ANSTO has an extensive program for monitoring the environment and tracking any changes or trends relating to its operations at the Lucas Heights site.
A team of environmental scientists collect and analyse many types of environmental samples from ANSTO's Lucas Heights campus and the local area. Many of the monitoring results are independently verified. The results show that ANSTO's activities make only a very small addition (less than 0.2 per cent) to the natural background radiation dose which all Australians receive each year from the environment. The monitoring results are also used to ensure that ANSTO meets standards required by federal and state government agencies.
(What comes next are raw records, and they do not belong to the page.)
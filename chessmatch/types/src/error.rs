use thiserror::Error;

use super::{Color, Position};

/// Everything that can go wrong while building a board or playing a match.
///
/// Fallible operations return [`anyhow::Result`]; the reason can be recovered with
/// `err.downcast_ref::<ChessError>()`.
#[derive(Error, Clone, Debug, PartialEq, Eq)]
pub enum ChessError {
    #[error("Error creating board: there must be at least 1 row and 1 column (got {rows}x{columns})")]
    InvalidDimensions { rows: usize, columns: usize },

    #[error("Position {0:?} is not on the board")]
    OutOfBounds(Position),

    #[error("There is already a piece on position {0:?}")]
    SquareOccupied(Position),

    #[error("Error reading chess position {0:?}: valid values are from a1 to h8")]
    InvalidChessPosition(String),

    #[error("There is no piece on the source position")]
    EmptySource,

    #[error("The chosen piece is not yours")]
    NotYourPiece,

    #[error("There are no possible moves for the chosen piece")]
    NoPossibleMoves,

    #[error("The chosen piece can't move to the target position")]
    IllegalTarget,

    #[error("You can't put yourself in check")]
    SelfCheck,

    #[error("A promotion must be resolved before the next move")]
    PromotionPending,

    #[error("There is no piece to be promoted")]
    NoPendingPromotion,

    #[error("There is no {0} king on the board")]
    MissingKing(Color),
}

impl ChessError {
    /// Returns `true` if the match is left untouched by this error and the caller may simply try again.
    ///
    /// Only invariant violations are unrecoverable, since they mean the game state is corrupt.
    ///
    /// # Example
    /// ```
    /// # use chessmatch_types::{ChessError, Color};
    /// assert!(ChessError::SelfCheck.is_recoverable());
    /// assert!(!ChessError::MissingKing(Color::White).is_recoverable());
    /// ```
    pub const fn is_recoverable(&self) -> bool {
        !matches!(self, Self::MissingKing(_))
    }
}
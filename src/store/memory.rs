use serde_json::Value;
use std::cmp::Ordering;
use std::collections::HashMap;
use std::sync::Arc;
use tokio::sync::RwLock;

use crate::model::{
    collection, generate_id, now_timestamp, parse_select, searchable_text, CollectionSchema,
    EmbedJoin, QueryDescriptor, Record, SearchFilter, SelectItem, SortSpec,
};
use crate::store::traits::{RemoteStore, Selection};
use crate::store::{codes, Rejection, StoreError};

type Tables = HashMap<String, Vec<Record>>;

/// Store kept entirely in process memory.
///
/// Enforces the catalog's unique, not-null and foreign key constraints with
/// the same error codes a PostgreSQL backend reports, and cascades deletes
/// to owned line rows. Rows keep insertion order until a query sorts them.
#[derive(Debug, Clone, Default)]
pub struct MemoryStore {
    tables: Arc<RwLock<Tables>>,
}

impl MemoryStore {
    pub fn new() -> Self {
        Self::default()
    }

    /// All rows of a collection in insertion order
    pub async fn rows(&self, collection: &str) -> Vec<Record> {
        let tables = self.tables.read().await;
        tables.get(collection).cloned().unwrap_or_default()
    }
}

fn schema_for(name: &str) -> Result<&'static CollectionSchema, StoreError> {
    collection(name).ok_or_else(|| {
        StoreError::rejected("42P01", format!("relation \"{}\" does not exist", name))
    })
}

fn missing_column(schema: &CollectionSchema, column: &str) -> StoreError {
    StoreError::rejected(
        "42703",
        format!("column {}.{} does not exist", schema.name, column),
    )
}

fn id_of(row: &Record) -> Option<&str> {
    row.get("id").and_then(Value::as_str)
}

fn field<'a>(row: &'a Record, column: &str) -> &'a Value {
    row.get(column).unwrap_or(&Value::Null)
}

fn matches_filter(row: &Record, filter: &SearchFilter) -> bool {
    let needle = filter.term.to_lowercase();
    filter.columns.iter().any(|column| {
        searchable_text(field(row, column))
            .map(|text| text.to_lowercase().contains(&needle))
            .unwrap_or(false)
    })
}

fn compare_values(a: &Value, b: &Value) -> Ordering {
    match (a, b) {
        (Value::Number(x), Value::Number(y)) => {
            let (x, y) = (x.as_f64().unwrap_or(0.0), y.as_f64().unwrap_or(0.0));
            x.partial_cmp(&y).unwrap_or(Ordering::Equal)
        }
        (Value::String(x), Value::String(y)) => x.cmp(y),
        (Value::Bool(x), Value::Bool(y)) => x.cmp(y),
        _ => searchable_text(a).cmp(&searchable_text(b)),
    }
}

/// Ascending puts nulls last, descending puts them first
fn compare_rows(a: &Record, b: &Record, sort: &SortSpec) -> Ordering {
    let (a, b) = (field(a, &sort.column), field(b, &sort.column));
    match (a.is_null(), b.is_null()) {
        (true, true) => Ordering::Equal,
        (true, false) if sort.ascending => Ordering::Greater,
        (true, false) => Ordering::Less,
        (false, true) if sort.ascending => Ordering::Less,
        (false, true) => Ordering::Greater,
        (false, false) if sort.ascending => compare_values(a, b),
        (false, false) => compare_values(a, b).reverse(),
    }
}

fn project(
    tables: &Tables,
    schema: &'static CollectionSchema,
    row: &Record,
    items: &[SelectItem],
) -> Result<Record, StoreError> {
    let mut out = Record::new();
    for item in items {
        match item {
            SelectItem::Star => {
                out.extend(row.iter().map(|(k, v)| (k.clone(), v.clone())));
            }
            SelectItem::Column { name, alias } => {
                if !schema.has_column(name) {
                    return Err(missing_column(schema, name));
                }
                let key = alias.as_deref().unwrap_or(name);
                out.insert(key.to_string(), field(row, name).clone());
            }
            SelectItem::Embed(embed) => {
                let value = match schema.resolve_embed(embed)? {
                    EmbedJoin::ToOne { column, target } => {
                        let parent = field(row, column).as_str();
                        let related = tables
                            .get(target.name)
                            .and_then(|rows| rows.iter().find(|r| parent.is_some() && id_of(r) == parent));
                        match related {
                            Some(related) => {
                                Value::Object(project(tables, target, related, &embed.items)?)
                            }
                            None => Value::Null,
                        }
                    }
                    EmbedJoin::ToMany { column, target } => {
                        let parent = id_of(row);
                        let mut children = Vec::new();
                        for child in tables.get(target.name).into_iter().flatten() {
                            if parent.is_some() && field(child, column).as_str() == parent {
                                children.push(Value::Object(project(tables, target, child, &embed.items)?));
                            }
                        }
                        Value::Array(children)
                    }
                };
                out.insert(embed.output_key().to_string(), value);
            }
        }
    }
    Ok(out)
}

/// Check a candidate row against the collection's constraints.
/// `skip` is the index of the row being replaced, if any.
fn check_constraints(
    tables: &Tables,
    schema: &CollectionSchema,
    row: &Record,
    skip: Option<usize>,
) -> Result<(), StoreError> {
    for column in schema.required {
        if field(row, column).is_null() {
            return Err(StoreError::rejected(
                codes::NOT_NULL_VIOLATION,
                format!(
                    "null value in column \"{}\" of relation \"{}\" violates not-null constraint",
                    column, schema.name
                ),
            ));
        }
    }

    let existing = tables.get(schema.name).map(Vec::as_slice).unwrap_or(&[]);
    let others = || {
        existing
            .iter()
            .enumerate()
            .filter(move |(i, _)| Some(*i) != skip)
            .map(|(_, r)| r)
    };

    for column in std::iter::once(&"id").chain(schema.unique.iter()) {
        let value = field(row, column);
        if value.is_null() {
            continue;
        }
        if others().any(|other| field(other, column) == value) {
            let constraint = if *column == "id" {
                format!("{}_pkey", schema.name)
            } else {
                format!("{}_{}_key", schema.name, column)
            };
            return Err(Rejection::new(
                codes::UNIQUE_VIOLATION,
                format!("duplicate key value violates unique constraint \"{}\"", constraint),
            )
            .with_details(format!(
                "Key ({})=({}) already exists.",
                column,
                searchable_text(value).unwrap_or_default()
            ))
            .into());
        }
    }

    for fk in schema.foreign_keys {
        let Some(target_id) = field(row, fk.column).as_str() else {
            continue;
        };
        let present = tables
            .get(fk.references)
            .map_or(false, |rows| rows.iter().any(|r| id_of(r) == Some(target_id)));
        if !present {
            return Err(Rejection::new(
                codes::FOREIGN_KEY_VIOLATION,
                format!(
                    "insert or update on table \"{}\" violates foreign key constraint \"{}_{}_fkey\"",
                    schema.name, schema.name, fk.column
                ),
            )
            .with_details(format!(
                "Key ({})=({}) is not present in table \"{}\".",
                fk.column, target_id, fk.references
            ))
            .into());
        }
    }
    Ok(())
}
The Australian Radiation Protection and Nuclear Safety Agency (ARPANSA) regulates ANSTO’s activities to ensure they do not impact adversely on the environment or wildlife and that dose to the public from airborne emissions is controlled. ARPANSA runs an independent program to verify ANSTO’s results. regulates ANSTO’s activities to ensure they do not impact adversely on the environment or wildlife and that dose to the public from airborne emissions is controlled.
Wastewater that is treated, tested and discharged to the sewer is controlled and monitored through an agreement with Sydney Water Corporation.
ANSTO also maintains three networked weather stations, which provide accurate local climate information to support research, airborne dose assessments, and plume dispersion modelling as part of its emergency preparedness and response arrangements for the Lucas Heights site.
Environmental protection principles are observed in relation to the management and administration of all ANSTO sites.
Collecting and analysing samples - LHSTC
Water and sediment samples are collected regularly from stormwater drains and local creeks.
Groundwater is collected from a network of shallow and deep wells around ANSTO. Groundwaters are also analysed for water quality components such as plant nutrients, metals, pH, conductivity, and suspended solids.
Fish, seaweed and barnacles are collected from the Potter Point ocean outfall and a reference site in the Royal National Park.
Air is monitored continuously at six locations around ANSTO. Air ventilated from laboratories and facilities which handle radioactive materials are filtered to remove particles and continuously monitored and analysed for radioisotope content. This emission data, together with ANSTO's weather station data, is used to model the dose to local populations.
Sensitive analysis techniques are used to determine the type and quantity of radioactivity present in environmental samples. Naturally-occurring radioactive minerals found in rocks, soil and dust are present in almost all samples. The analytical laboratories are certified to the ISO9001 standard for Quality Management Systems.
Environmental gamma radiation is continuously measured by dosimeters around the Lucas Heights site and in the local area. Environmental radiation levels are also monitored at a station in Engadine; the data is published online every 15 minutes.
ANSTO also has a key role in a major research project that monitors fine particle pollution along the NSW coast, and other locations internationally.